**WHAT YOU NEED TO DO**
For the word "base", determine how many lines of the entries below contain it, and give only that number.

**EXCERPTED RECORDS**
■ ■ ■ ■ ■ ■ ■

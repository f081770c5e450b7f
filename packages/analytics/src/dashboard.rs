//! Dashboard assembly.
//!
//! [`build_dashboard`] runs one interaction end to end: filter, aggregate,
//! categorize, and format. The dataset is only read.

use disaster_dash_analytics_models::{
    ChartSeries, DashboardResponse, FilterParams, LayerDefinition, LayerMetric, MapLayer,
    NOT_AVAILABLE, SeriesPoint, StatCards,
};
use disaster_dash_dataset_models::{Dataset, FilteredView, GroupColumn, ValueColumn};

use crate::{
    aggregate::{argmax_group, count_by, group_sum, max_timestamp, sum_by},
    categorize::{categorize, compute_thresholds},
    describe::{describe_selection, format_magnitude},
    filter::apply_filters,
};

/// Damage is recorded in thousands of US dollars.
const DAMAGE_UNIT: f64 = 1_000.0;

/// Builds every card, map, and chart for one filter selection.
#[must_use]
pub fn build_dashboard(
    dataset: &Dataset,
    params: &FilterParams,
    layers: &[LayerDefinition],
) -> DashboardResponse {
    let view = apply_filters(dataset, params);

    DashboardResponse {
        record_count: view.len(),
        cards: stat_cards(&view),
        maps: layers
            .iter()
            .map(|layer| map_layer(&view, params, layer))
            .collect(),
        charts: vec![count_by_time(&view, params), casualty_trend(&view, params)],
    }
}

fn or_not_available(value: Option<String>) -> String {
    value.unwrap_or_else(|| NOT_AVAILABLE.to_string())
}

fn stat_cards(view: &FilteredView<'_>) -> StatCards {
    let damage = sum_by(view, ValueColumn::TotalDamage) * DAMAGE_UNIT;

    StatCards {
        total_deaths: format_magnitude(Some(sum_by(view, ValueColumn::TotalDeaths))),
        total_affected: format_magnitude(Some(sum_by(view, ValueColumn::TotalAffected))),
        total_damage: format!("${}", format_magnitude(Some(damage))),
        disaster_count: view.len().to_string(),
        country_most_deaths: or_not_available(argmax_group(
            view,
            GroupColumn::Country,
            ValueColumn::TotalDeaths,
        )),
        most_affected_country: or_not_available(argmax_group(
            view,
            GroupColumn::Country,
            ValueColumn::TotalAffected,
        )),
        most_damaged_country: or_not_available(argmax_group(
            view,
            GroupColumn::Country,
            ValueColumn::TotalDamage,
        )),
        last_updated: or_not_available(
            max_timestamp(view).map(|ts| ts.format("%Y-%m-%d").to_string()),
        ),
    }
}

fn title(base: &str, params: &FilterParams) -> String {
    describe_selection(
        base,
        &params.disaster_types,
        params.year_range,
        &params.selected_months(),
    )
}

#[allow(clippy::cast_precision_loss)]
fn layer_values(view: &FilteredView<'_>, layer: &LayerDefinition) -> Vec<(Vec<String>, f64)> {
    match layer.metric {
        LayerMetric::Count => count_by(view, &layer.group_by)
            .into_iter()
            .map(|g| (g.key, g.count as f64))
            .collect(),
        LayerMetric::Sum(column) => group_sum(view, &layer.group_by, column)
            .into_iter()
            .map(|g| (g.key, g.total))
            .collect(),
    }
}

/// Categorizes one map layer over the view.
#[must_use]
pub fn map_layer(
    view: &FilteredView<'_>,
    params: &FilterParams,
    layer: &LayerDefinition,
) -> MapLayer {
    let entries = layer_values(view, layer);
    let values: Vec<f64> = entries.iter().map(|(_, v)| *v).collect();
    let thresholds = compute_thresholds(&values, &layer.policy);

    log::debug!(
        "Layer {}: {} groups, thresholds {:?}",
        layer.id,
        entries.len(),
        thresholds.as_ref().map(crate::Thresholds::bounds)
    );

    MapLayer {
        id: layer.id.clone(),
        title: title(&layer.title, params),
        labels: layer.labels.clone(),
        thresholds: thresholds
            .as_ref()
            .map(|t| t.bounds().to_vec())
            .unwrap_or_default(),
        entries: categorize(entries, &layer.labels, thresholds.as_ref()),
    }
}

/// Orders chart keys whose first column is a year numerically.
fn by_year(key: &[String]) -> (i32, &[String]) {
    let year = key.first().and_then(|y| y.parse().ok()).unwrap_or(i32::MIN);
    (year, key.get(1..).unwrap_or_default())
}

#[allow(clippy::cast_precision_loss)]
fn count_by_time(view: &FilteredView<'_>, params: &FilterParams) -> ChartSeries {
    let mut counts = count_by(view, &[GroupColumn::Year, GroupColumn::Type]);
    counts.sort_by(|a, b| by_year(&a.key).cmp(&by_year(&b.key)));

    ChartSeries {
        id: "count_by_time".to_string(),
        title: title("Count of ", params),
        points: counts
            .into_iter()
            .map(|g| {
                let mut key = g.key.into_iter();
                SeriesPoint {
                    x: key.next().unwrap_or_default(),
                    series: key.next(),
                    value: g.count as f64,
                }
            })
            .collect(),
    }
}

fn casualty_trend(view: &FilteredView<'_>, params: &FilterParams) -> ChartSeries {
    let mut totals = group_sum(view, &[GroupColumn::Year], ValueColumn::TotalDeaths);
    totals.sort_by(|a, b| by_year(&a.key).cmp(&by_year(&b.key)));

    ChartSeries {
        id: "casualty_trend".to_string(),
        title: title("Casualties of ", params),
        points: totals
            .into_iter()
            .map(|g| SeriesPoint {
                x: g.key.into_iter().next().unwrap_or_default(),
                series: None,
                value: g.total,
            })
            .collect(),
    }
}
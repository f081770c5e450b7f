//! Type coercion for raw spreadsheet cells.
//!
//! Spreadsheet exports are loose about numeric formatting: integer columns
//! often arrive as `"2010.0"`, and missing magnitudes are either empty or
//! the `-1` sentinel written by older cleaning runs. Everything here maps
//! those shapes onto typed values.

use chrono::{NaiveDate, NaiveDateTime};

/// Timestamp layouts accepted for the `last_update` column.
const DATETIME_FORMATS: &[&str] = &[
    "%Y-%m-%d %H:%M:%S%.f",
    "%Y-%m-%dT%H:%M:%S%.f",
    "%Y-%m-%d %H:%M:%S",
    "%Y-%m-%dT%H:%M:%S",
];

/// Parses an integral cell, accepting a trailing `.0` (e.g. `"2010.0"`).
///
/// Returns `None` for empty, non-numeric, or fractional input.
#[must_use]
pub fn parse_integral(s: &str) -> Option<i64> {
    let s = s.trim();
    if s.is_empty() {
        return None;
    }
    if let Ok(v) = s.parse::<i64>() {
        return Some(v);
    }
    let f = s.parse::<f64>().ok()?;
    if f.is_finite() && f.fract() == 0.0 {
        #[allow(clippy::cast_possible_truncation)]
        Some(f as i64)
    } else {
        None
    }
}

/// Outcome of coercing a magnitude cell.
#[derive(Debug, Clone, Copy, PartialEq)]
pub enum Magnitude {
    /// A usable non-negative value.
    Value(f64),
    /// The cell was empty.
    Missing,
    /// The cell held a negative number (the `-1` sentinel) and was
    /// discarded.
    Sentinel,
    /// The cell wasn't a number at all.
    Invalid,
}

impl Magnitude {
    /// Collapses the outcome into the stored value.
    #[must_use]
    pub const fn into_option(self) -> Option<f64> {
        match self {
            Self::Value(v) => Some(v),
            Self::Missing | Self::Sentinel | Self::Invalid => None,
        }
    }
}

/// Coerces a magnitude cell (deaths, affected, damage).
///
/// Missing values become `None` so that sums skip them. Negative numbers
/// are treated as missing too.
#[must_use]
pub fn parse_magnitude(s: Option<&str>) -> Magnitude {
    let Some(s) = s.map(str::trim).filter(|s| !s.is_empty()) else {
        return Magnitude::Missing;
    };
    match s.replace(',', "").parse::<f64>() {
        Ok(v) if v.is_nan() => Magnitude::Missing,
        Ok(v) if v < 0.0 => Magnitude::Sentinel,
        Ok(v) => Magnitude::Value(v),
        Err(_) => Magnitude::Invalid,
    }
}

/// Parses a `last_update` timestamp. Date-only values map to midnight.
#[must_use]
pub fn parse_timestamp(s: &str) -> Option<NaiveDateTime> {
    let s = s.trim();
    if s.is_empty() {
        return None;
    }
    for format in DATETIME_FORMATS {
        if let Ok(dt) = NaiveDateTime::parse_from_str(s, format) {
            return Some(dt);
        }
    }
    NaiveDate::parse_from_str(s, "%Y-%m-%d")
        .ok()
        .and_then(|d| d.and_hms_opt(0, 0, 0))
}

■ ■ ■ ■ ■ ■ ■

**EXERCISE SOLUTION**
2